• Entries shown

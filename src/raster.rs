//! Delegated raster decoding.
//!
//! Bitmap decoding is handed to the `image` crate. The encoded payload is moved
//! into the call and released on every exit path, success or failure.

use crate::types::{Blob, ImageOptions};
use anyhow::{Context, Result};
use image::DynamicImage;
use log::debug;

/// Decodes an encoded raster payload into a bitmap.
pub fn decode_raster(blob: Blob, options: &ImageOptions) -> Result<DynamicImage> {
	let format = options.format;
	let image = image::load_from_memory_with_format(blob.as_slice(), format.as_image_format())
		.with_context(|| format!("failed to decode {format} raster tile"))?;
	debug!(
		"decoded {format} raster tile ({}x{} pixels from {} bytes)",
		image.width(),
		image.height(),
		blob.len()
	);
	Ok(image)
}
//! Value types passed into and out of a decode call.

mod blob;
mod decoded_tile;
mod options;
mod tile_compression;

pub use blob::Blob;
pub use decoded_tile::DecodedTile;
pub use options::{DecodeOptions, ImageOptions, MvtOptions, RasterFormat};
pub use tile_compression::TileCompression;
//! Loader registration: the descriptor a host loading framework consumes, and the
//! loader type carrying the parse entry points.
//!
//! Two variants are exposed, mirroring how hosts schedule decoders:
//!
//! - [`worker_descriptor`] — descriptor only, no parse entry points attached. A
//!   host that runs decoders off the main execution context supplies the entry
//!   point by convention.
//! - [`PmtLoader`] — the same descriptor with the parse entry points attached via
//!   [`TileLoader`], for direct in-context use.

use crate::decode::{decode_tile, decode_tile_sync};
use crate::types::{Blob, DecodeOptions, DecodedTile};
use anyhow::Result;
use async_trait::async_trait;
use std::fmt::Display;

/// Version string reported in the loader descriptor.
///
/// Resolved at build time from the package version, with an explicit fallback
/// when unresolved.
pub const VERSION: &str = match option_env!("CARGO_PKG_VERSION") {
	Some(version) => version,
	None => "latest",
};

/// Category tag a host framework groups decoders by.
#[derive(Debug, Clone, Copy, PartialEq, Eq)]
pub enum LoaderCategory {
	Geometry,
	Image,
}

impl LoaderCategory {
	pub fn as_str(&self) -> &str {
		match self {
			LoaderCategory::Geometry => "geometry",
			LoaderCategory::Image => "image",
		}
	}
}

impl Display for LoaderCategory {
	fn fmt(&self, f: &mut std::fmt::Formatter<'_>) -> std::fmt::Result {
		f.write_str(self.as_str())
	}
}

/// Identifying fields of a registered tile decoder.
///
/// Consumed by a host loading framework when deciding which decoder handles a
/// payload and where it may run.
#[derive(Debug, Clone, PartialEq)]
pub struct LoaderDescriptor {
	pub id: &'static str,
	pub module: &'static str,
	pub name: &'static str,
	pub version: &'static str,
	pub extensions: &'static [&'static str],
	pub mime_types: &'static [&'static str],
	/// Whether the host may run this decoder off the main execution context.
	pub worker: bool,
	pub category: LoaderCategory,
	/// Options applied when the caller provides none.
	pub default_options: DecodeOptions,
}

fn base_descriptor() -> LoaderDescriptor {
	LoaderDescriptor {
		id: "pmt",
		module: "pmt",
		name: "PMTiles",
		version: VERSION,
		extensions: &["pmtiles"],
		mime_types: &["application/x-protobuf"],
		worker: true,
		category: LoaderCategory::Geometry,
		default_options: DecodeOptions::default(),
	}
}

/// Descriptor for off-main-context registration.
///
/// No parse entry points are attached; the host supplies them by convention.
#[must_use]
pub fn worker_descriptor() -> LoaderDescriptor {
	base_descriptor()
}

/// A registered tile decoder with parse entry points attached.
#[async_trait]
pub trait TileLoader {
	fn descriptor(&self) -> &LoaderDescriptor;

	/// Asynchronous parse entry point; handles both tile kinds.
	async fn parse(&self, blob: Blob, options: &DecodeOptions) -> Result<Option<DecodedTile>>;

	/// Synchronous parse entry point; vector payloads only
	/// (see [`decode_tile_sync`](crate::decode::decode_tile_sync)).
	fn parse_sync(&self, blob: Blob, options: &DecodeOptions) -> Result<Option<DecodedTile>>;
}

/// Loader for PMTiles tile payloads, for direct in-context use.
///
/// Both parse shapes delegate to the dispatcher unchanged.
#[derive(Debug, Clone)]
pub struct PmtLoader {
	descriptor: LoaderDescriptor,
}

impl PmtLoader {
	#[must_use]
	pub fn new() -> PmtLoader {
		PmtLoader {
			descriptor: base_descriptor(),
		}
	}
}

impl Default for PmtLoader {
	fn default() -> Self {
		Self::new()
	}
}

#[async_trait]
impl TileLoader for PmtLoader {
	fn descriptor(&self) -> &LoaderDescriptor {
		&self.descriptor
	}

	async fn parse(&self, blob: Blob, options: &DecodeOptions) -> Result<Option<DecodedTile>> {
		decode_tile(blob, options).await
	}

	fn parse_sync(&self, blob: Blob, options: &DecodeOptions) -> Result<Option<DecodedTile>> {
		decode_tile_sync(blob, options)
	}
}

#[cfg(test)]
mod tests {
	use super::*;
	use crate::types::TileCompression;

	#[test]
	fn descriptor_fields() {
		let descriptor = worker_descriptor();
		assert_eq!(descriptor.id, "pmt");
		assert_eq!(descriptor.module, "pmt");
		assert_eq!(descriptor.name, "PMTiles");
		assert_eq!(descriptor.extensions, &["pmtiles"]);
		assert_eq!(descriptor.mime_types, &["application/x-protobuf"]);
		assert!(descriptor.worker);
		assert_eq!(descriptor.category, LoaderCategory::Geometry);
		assert_eq!(descriptor.default_options, DecodeOptions::default());
	}

	#[test]
	fn version_is_resolved() {
		assert!(!VERSION.is_empty());
		assert_eq!(worker_descriptor().version, VERSION);
	}

	#[test]
	fn loader_shares_the_descriptor() {
		let loader = PmtLoader::new();
		assert_eq!(loader.descriptor(), &worker_descriptor());
	}

	#[tokio::test]
	async fn loader_parse_delegates_to_the_dispatcher() -> Result<()> {
		let loader = PmtLoader::new();
		let options = DecodeOptions {
			tile_compression: Some(TileCompression::None),
			..DecodeOptions::default()
		};

		let decoded = loader.parse(Blob::new_empty(), &options).await?.unwrap();
		assert!(decoded.is_vector());

		let decoded = loader.parse_sync(Blob::new_empty(), &options)?.unwrap();
		assert!(decoded.is_vector());

		assert!(loader.parse(Blob::new_empty(), &DecodeOptions::default()).await?.is_none());
		Ok(())
	}
}
use async_trait::async_trait;
use serde::{Deserialize, Serialize};
#[cfg(feature = "yt-dlp")]
use std::path::PathBuf;
#[cfg(feature = "yt-dlp")]
use tracing::{debug, info};

use crate::error::{Error, Result};

/// One downloadable rendition of a source video.
#[derive(Debug, Clone, Default, PartialEq, Serialize, Deserialize)]
pub struct StreamDescriptor {
    pub format_id: String,
    #[serde(default)]
    pub url: Option<String>,
    #[serde(default)]
    pub ext: Option<String>,
    #[serde(default, rename = "acodec")]
    pub audio_codec: Option<String>,
    #[serde(default, rename = "vcodec")]
    pub video_codec: Option<String>,
    /// Average audio bitrate in kbit/s.
    #[serde(default, rename = "abr")]
    pub audio_bitrate: Option<f64>,
}

impl StreamDescriptor {
    /// Carries audio and explicitly no video.
    pub fn is_audio_only(&self) -> bool {
        let has_audio = self.audio_codec.as_deref().is_some_and(|c| c != "none");
        let no_video = self.video_codec.as_deref() == Some("none");
        has_audio && no_video
    }

    fn usable_url(&self) -> Option<&str> {
        self.url.as_deref().filter(|u| !u.trim().is_empty())
    }
}

/// Source of stream descriptors for a video page URL.
#[async_trait]
pub trait StreamResolver: Send + Sync {
    async fn resolve(&self, watch_url: &str) -> Result<Vec<StreamDescriptor>>;
}

/// Canonical page URL for a video id.
pub fn watch_url(base: &str, video_id: &str) -> String {
    format!("{base}{video_id}")
}

/// Pick the highest-quality audio-only descriptor.
///
/// Ranking is by audio bitrate; on a tie the later descriptor wins, since
/// resolvers list formats from worst to best.
pub fn select_audio_format(formats: &[StreamDescriptor]) -> Result<&StreamDescriptor> {
    let best = formats
        .iter()
        .filter(|f| f.is_audio_only())
        .max_by(|a, b| {
            let a = a.audio_bitrate.unwrap_or(0.0);
            let b = b.audio_bitrate.unwrap_or(0.0);
            a.total_cmp(&b)
        })
        .ok_or(Error::NoAudioFormat)?;

    if best.usable_url().is_none() {
        return Err(Error::NoAudioFormat);
    }
    Ok(best)
}

#[derive(Deserialize)]
struct YtDlpInfo {
    #[serde(default)]
    formats: Vec<StreamDescriptor>,
}

/// Parse the `--dump-json` document yt-dlp prints for a single video.
pub fn parse_yt_dlp_info(json: &[u8]) -> Result<Vec<StreamDescriptor>> {
    let info: YtDlpInfo = serde_json::from_slice(json)?;
    Ok(info.formats)
}

/// Resolves formats by running `yt-dlp` as a subprocess.
///
/// # Security
/// - Arguments are passed via `.arg()` (no shell expansion)
/// - `--no-exec` prevents yt-dlp from running post-processing commands
/// - Nothing is written to disk (`--no-download`)
#[cfg(feature = "yt-dlp")]
#[derive(Debug, Clone)]
pub struct YtDlpResolver {
    program: PathBuf,
}

#[cfg(feature = "yt-dlp")]
impl YtDlpResolver {
    pub fn new(program: impl Into<PathBuf>) -> Self {
        Self {
            program: program.into(),
        }
    }
}

#[cfg(feature = "yt-dlp")]
#[async_trait]
impl StreamResolver for YtDlpResolver {
    async fn resolve(&self, watch_url: &str) -> Result<Vec<StreamDescriptor>> {
        info!(%watch_url, "resolving stream formats");

        let output = tokio::process::Command::new(&self.program)
            .args([
                "--dump-json",
                "--no-download",
                "--no-exec",
                "--no-playlist",
            ])
            .arg(watch_url)
            .kill_on_drop(true)
            .output()
            .await
            .map_err(|e| {
                if e.kind() == std::io::ErrorKind::NotFound {
                    Error::YtDlpNotFound
                } else {
                    Error::Io(e)
                }
            })?;

        if !output.status.success() {
            let stderr = String::from_utf8_lossy(&output.stderr);
            // Limit error message length to avoid dumping huge stderr
            let stderr_truncated: String = stderr.trim().chars().take(1000).collect();
            return Err(Error::Resolve(format!("yt-dlp failed: {stderr_truncated}")));
        }

        let formats = parse_yt_dlp_info(&output.stdout)?;
        debug!(count = formats.len(), "formats resolved");
        Ok(formats)
    }
}
use async_trait::async_trait;
use reqwest::multipart::{Form, Part};
use serde::{Deserialize, Serialize};
use tracing::{debug, info, warn};

use crate::config::RelayConfig;
use crate::error::{Error, Result};

/// Audio handed to a transcription service.
#[derive(Debug, Clone)]
pub struct AudioUpload {
    pub audio: Vec<u8>,
    pub filename: String,
    pub content_type: String,
    pub language: String,
}

/// A segment as returned by the service, before normalization.
#[derive(Debug, Clone, Default, PartialEq, Serialize, Deserialize)]
pub struct RawSegment {
    #[serde(default)]
    pub start: f64,
    #[serde(default)]
    pub end: f64,
    #[serde(default)]
    pub text: Option<String>,
}

/// The subset of a `verbose_json` response the relay uses.
#[derive(Debug, Default, Deserialize)]
pub struct VerboseTranscription {
    #[serde(default)]
    pub segments: Option<Vec<RawSegment>>,
}

/// A speech-to-text backend.
#[async_trait]
pub trait Transcriber: Send + Sync {
    async fn transcribe(&self, upload: AudioUpload) -> Result<Vec<RawSegment>>;
}

/// Client for an OpenAI-compatible `/audio/transcriptions` endpoint.
#[derive(Clone)]
pub struct WhisperApiClient {
    http: reqwest::Client,
    endpoint: String,
    api_key: String,
    model: String,
}

impl WhisperApiClient {
    pub fn new(http: reqwest::Client, config: &RelayConfig) -> Self {
        Self {
            http,
            endpoint: config.transcription_url(),
            api_key: config.api_key.clone(),
            model: config.model.clone(),
        }
    }
}

#[async_trait]
impl Transcriber for WhisperApiClient {
    async fn transcribe(&self, upload: AudioUpload) -> Result<Vec<RawSegment>> {
        info!(
            bytes = upload.audio.len(),
            filename = %upload.filename,
            language = %upload.language,
            model = %self.model,
            "uploading audio for transcription"
        );

        let file = Part::bytes(upload.audio)
            .file_name(upload.filename)
            .mime_str(&upload.content_type)?;
        let form = Form::new()
            .part("file", file)
            .text("model", self.model.clone())
            .text("language", upload.language)
            .text("response_format", "verbose_json");

        let response = self
            .http
            .post(&self.endpoint)
            .bearer_auth(&self.api_key)
            .multipart(form)
            .send()
            .await?;

        let status = response.status();
        if !status.is_success() {
            let details = response.text().await.unwrap_or_default();
            warn!(
                status = status.as_u16(),
                "transcription service returned an error"
            );
            return Err(Error::TranscriptionFailed {
                status: status.as_u16(),
                details,
            });
        }

        let body: VerboseTranscription = response.json().await?;
        let segments = body.segments.unwrap_or_default();
        debug!(num_segments = segments.len(), "transcription received");
        Ok(segments)
    }
}

#[cfg(test)]
mod tests {
    use super::*;

    #[test]
    fn test_verbose_transcription_parses_segments() {
        let json = r#"{
            "task": "transcribe",
            "language": "portuguese",
            "duration": 3.0,
            "text": "Olá mundo",
            "segments": [
                {"id": 0, "start": 0.0, "end": 1.5, "text": " Olá", "avg_logprob": -0.2},
                {"id": 1, "start": 1.5, "end": 3.0, "text": " mundo"}
            ]
        }"#;
        let body: VerboseTranscription = serde_json::from_str(json).unwrap();
        let segments = body.segments.unwrap();
        assert_eq!(segments.len(), 2);
        assert_eq!(segments[0].text.as_deref(), Some(" Olá"));
        assert_eq!(segments[1].end, 3.0);
    }

    #[test]
    fn test_verbose_transcription_missing_or_null_segments() {
        let body: VerboseTranscription = serde_json::from_str(r#"{"text": ""}"#).unwrap();
        assert!(body.segments.is_none());

        let body: VerboseTranscription = serde_json::from_str(r#"{"segments": null}"#).unwrap();
        assert!(body.segments.unwrap_or_default().is_empty());
    }

    #[test]
    fn test_raw_segment_missing_text() {
        let seg: RawSegment = serde_json::from_str(r#"{"start": 1, "end": 2}"#).unwrap();
        assert_eq!(seg.start, 1.0);
        assert_eq!(seg.text, None);
    }
}
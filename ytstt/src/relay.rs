use std::sync::Arc;
use std::time::Instant;

use tracing::{debug, info};

use crate::config::RelayConfig;
use crate::download::download_audio;
use crate::error::{Error, Result};
use crate::resolve::{select_audio_format, watch_url, StreamResolver};
use crate::transcribe::{AudioUpload, Transcriber};
use crate::types::Transcript;

/// Resolve, download, transcribe and format a single video.
///
/// Stages run strictly in sequence. The audio buffer lives only for the
/// duration of one [`Relay::transcribe_video`] call.
pub struct Relay {
    config: RelayConfig,
    resolver: Arc<dyn StreamResolver>,
    transcriber: Arc<dyn Transcriber>,
    http: reqwest::Client,
}

impl Relay {
    /// Relay backed by yt-dlp and the configured Whisper API.
    #[cfg(feature = "yt-dlp")]
    pub fn new(config: RelayConfig) -> Result<Self> {
        use crate::resolve::YtDlpResolver;
        use crate::transcribe::WhisperApiClient;

        config.validate()?;
        let http = build_http_client(&config)?;
        let resolver = Arc::new(YtDlpResolver::new(config.yt_dlp_path.clone()));
        let transcriber = Arc::new(WhisperApiClient::new(http.clone(), &config));
        Ok(Self {
            config,
            resolver,
            transcriber,
            http,
        })
    }

    /// Relay with caller-supplied collaborators.
    pub fn with_collaborators(
        config: RelayConfig,
        resolver: Arc<dyn StreamResolver>,
        transcriber: Arc<dyn Transcriber>,
    ) -> Result<Self> {
        config.validate()?;
        let http = build_http_client(&config)?;
        Ok(Self {
            config,
            resolver,
            transcriber,
            http,
        })
    }

    pub fn config(&self) -> &RelayConfig {
        &self.config
    }

    pub async fn transcribe_video(&self, video_id: &str, language: &str) -> Result<Transcript> {
        if video_id.is_empty() {
            return Err(Error::MissingParameter("yt"));
        }

        let started = Instant::now();
        info!(video_id, language, "transcription requested");

        let page_url = watch_url(&self.config.watch_url_base, video_id);
        let formats = self.resolver.resolve(&page_url).await?;
        let format = select_audio_format(&formats)?;
        let audio_url = format.url.as_deref().ok_or(Error::NoAudioFormat)?;
        debug!(
            format_id = %format.format_id,
            abr = ?format.audio_bitrate,
            "selected audio format"
        );

        let limits = self.config.download_limits();
        let audio = download_audio(&self.http, audio_url, &limits).await?;

        let upload = AudioUpload {
            audio,
            filename: format!("{video_id}.{}", self.config.upload_extension),
            content_type: self.config.upload_content_type.clone(),
            language: language.to_string(),
        };
        let raw = self.transcriber.transcribe(upload).await?;
        let transcript = Transcript::from_raw(raw);

        info!(
            video_id,
            segments = transcript.segments.len(),
            elapsed_ms = started.elapsed().as_millis() as u64,
            "transcription complete"
        );
        Ok(transcript)
    }
}

fn build_http_client(config: &RelayConfig) -> Result<reqwest::Client> {
    Ok(reqwest::Client::builder()
        .connect_timeout(config.connect_timeout)
        .build()?)
}

#[cfg(test)]
mod tests {
    use super::*;
    use crate::resolve::StreamDescriptor;
    use crate::transcribe::RawSegment;
    use async_trait::async_trait;

    struct Unreachable;

    #[async_trait]
    impl StreamResolver for Unreachable {
        async fn resolve(&self, _: &str) -> Result<Vec<StreamDescriptor>> {
            panic!("resolver must not be called");
        }
    }

    #[async_trait]
    impl Transcriber for Unreachable {
        async fn transcribe(&self, _: AudioUpload) -> Result<Vec<RawSegment>> {
            panic!("transcriber must not be called");
        }
    }

    struct NoFormats;

    #[async_trait]
    impl StreamResolver for NoFormats {
        async fn resolve(&self, _: &str) -> Result<Vec<StreamDescriptor>> {
            Ok(Vec::new())
        }
    }

    fn relay(resolver: Arc<dyn StreamResolver>) -> Relay {
        Relay::with_collaborators(RelayConfig::new("sk-test"), resolver, Arc::new(Unreachable))
            .unwrap()
    }

    #[tokio::test]
    async fn test_empty_video_id_touches_nothing() {
        let err = relay(Arc::new(Unreachable))
            .transcribe_video("", "pt")
            .await
            .unwrap_err();
        assert!(matches!(err, Error::MissingParameter("yt")));
    }

    #[tokio::test]
    async fn test_no_formats_stops_before_transcription() {
        let err = relay(Arc::new(NoFormats))
            .transcribe_video("abc", "pt")
            .await
            .unwrap_err();
        assert!(matches!(err, Error::NoAudioFormat));
    }

    #[test]
    fn test_with_collaborators_validates_config() {
        let result = Relay::with_collaborators(
            RelayConfig::new(""),
            Arc::new(Unreachable),
            Arc::new(Unreachable),
        );
        assert!(matches!(result, Err(Error::InvalidOption(_))));
    }
}
//! API error handling

use axum::{
    http::StatusCode,
    response::{IntoResponse, Response},
};
use serde_json::{json, Map, Value};

use super::json_response;
use crate::error::Error;

/// Diagnostic strings returned to clients are capped at this many characters.
pub const MAX_DETAILS_CHARS: usize = 600;

/// Failed request, rendered as `{"ok": false, "error": <code>, ...context}`.
#[derive(Debug)]
pub struct ApiError {
    pub status: StatusCode,
    pub code: String,
    pub context: Map<String, Value>,
}

impl ApiError {
    pub fn new(status: StatusCode, code: impl Into<String>) -> Self {
        Self {
            status,
            code: code.into(),
            context: Map::new(),
        }
    }

    pub fn with(mut self, key: &str, value: impl Into<Value>) -> Self {
        self.context.insert(key.to_string(), value.into());
        self
    }

    pub fn server_error(details: &str) -> Self {
        Self::new(StatusCode::INTERNAL_SERVER_ERROR, "server_error")
            .with("details", truncate_details(details))
    }

    pub fn body(&self) -> Value {
        let mut body = Map::new();
        body.insert("ok".into(), Value::Bool(false));
        body.insert("error".into(), self.code.clone().into());
        for (k, v) in &self.context {
            body.insert(k.clone(), v.clone());
        }
        Value::Object(body)
    }
}

impl IntoResponse for ApiError {
    fn into_response(self) -> Response {
        json_response(self.status, &self.body())
    }
}

impl From<Error> for ApiError {
    fn from(err: Error) -> Self {
        match err {
            Error::MissingParameter(name) => {
                ApiError::new(StatusCode::BAD_REQUEST, format!("missing {name}"))
            }
            Error::NoAudioFormat => ApiError::new(StatusCode::NOT_FOUND, "no_audio_format"),
            Error::AudioFetchFailed { status } => {
                ApiError::new(StatusCode::BAD_GATEWAY, "audio_fetch_failed")
                    .with("status", status)
            }
            Error::AudioTooLarge { limit_bytes } => {
                ApiError::new(StatusCode::PAYLOAD_TOO_LARGE, "audio_too_large")
                    .with("limitMB", limit_mb(limit_bytes))
            }
            Error::DownloadTimeout { .. } => {
                ApiError::new(StatusCode::GATEWAY_TIMEOUT, "download_timeout")
            }
            Error::TranscriptionFailed { status, details } => {
                ApiError::new(StatusCode::BAD_GATEWAY, "whisper_failed")
                    .with("status", status)
                    .with("details", truncate_details(&details))
            }
            other => ApiError::server_error(&other.to_string()),
        }
    }
}

/// Keep at most [`MAX_DETAILS_CHARS`] characters.
pub fn truncate_details(details: &str) -> String {
    details.chars().take(MAX_DETAILS_CHARS).collect()
}

/// Byte limit expressed in MiB; whole numbers serialize without a fraction.
fn limit_mb(limit_bytes: u64) -> Value {
    const MIB: u64 = 1024 * 1024;
    if limit_bytes % MIB == 0 {
        json!(limit_bytes / MIB)
    } else {
        json!(limit_bytes as f64 / MIB as f64)
    }
}
//! Frequency header codec
//!
//! Layout, integers big-endian:
//!
//! ```text
//! u8                unique_count - 1
//! unique_count x    (u8 symbol, u32 frequency)
//! ```
//!
//! The tree itself is never stored; the decoder rebuilds it from the counts.

use std::io::{self, Read, Write};

use tracing::debug;

use crate::error::CompressError;
use crate::frequency::FrequencyTable;

const ENTRY_SIZE: usize = 5;

/// Serialized size of a header for `unique` symbols.
pub fn header_len(unique: usize) -> usize {
    1 + unique * ENTRY_SIZE
}

/// Write the header for a non-empty table. Returns the number of bytes written.
pub fn write_header<W: Write>(
    table: &FrequencyTable,
    sink: &mut W,
) -> Result<usize, CompressError> {
    let unique = table.unique_count();
    if unique == 0 {
        return Err(CompressError::InvalidHeader("no symbols to record".into()));
    }

    let mut output = Vec::with_capacity(header_len(unique));
    output.push((unique - 1) as u8);
    for (symbol, count) in table.iter() {
        let count =
            u32::try_from(count).map_err(|_| CompressError::FrequencyOverflow(symbol))?;
        output.push(symbol);
        output.extend_from_slice(&count.to_be_bytes());
    }
    sink.write_all(&output)?;
    debug!(unique, bytes = output.len(), "header written");
    Ok(output.len())
}

/// Read a header and rebuild the frequency table.
///
/// Returns `Ok(None)` if the source is empty, which is how an empty input
/// is represented.
pub fn read_header<R: Read>(source: &mut R) -> Result<Option<FrequencyTable>, CompressError> {
    let mut first = [0u8; 1];
    if read_full(source, &mut first)? == 0 {
        return Ok(None);
    }
    let unique = first[0] as usize + 1;

    let mut entries = vec![0u8; unique * ENTRY_SIZE];
    let got = read_full(source, &mut entries)?;
    if got < entries.len() {
        return Err(CompressError::TruncatedHeader {
            expected: header_len(unique),
            actual: 1 + got,
        });
    }

    let mut table = FrequencyTable::new();
    for entry in entries.chunks_exact(ENTRY_SIZE) {
        let symbol = entry[0];
        let count = u32::from_be_bytes([entry[1], entry[2], entry[3], entry[4]]);
        if count == 0 {
            return Err(CompressError::InvalidHeader(format!(
                "symbol 0x{symbol:02x} has zero frequency"
            )));
        }
        if !table.insert(symbol, count as u64) {
            return Err(CompressError::InvalidHeader(format!(
                "symbol 0x{symbol:02x} listed twice"
            )));
        }
    }
    debug!(unique, total = table.total(), "header read");
    Ok(Some(table))
}

/// Fill `buf` as far as the source allows; returns the bytes read.
fn read_full<R: Read>(source: &mut R, buf: &mut [u8]) -> io::Result<usize> {
    let mut filled = 0;
    while filled < buf.len() {
        match source.read(&mut buf[filled..]) {
            Ok(0) => break,
            Ok(n) => filled += n,
            Err(e) if e.kind() == io::ErrorKind::Interrupted => continue,
            Err(e) => return Err(e),
        }
    }
    Ok(filled)
}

• Exercise description
Search the entries for lines with the string "best", then report their number alone.

• Result
4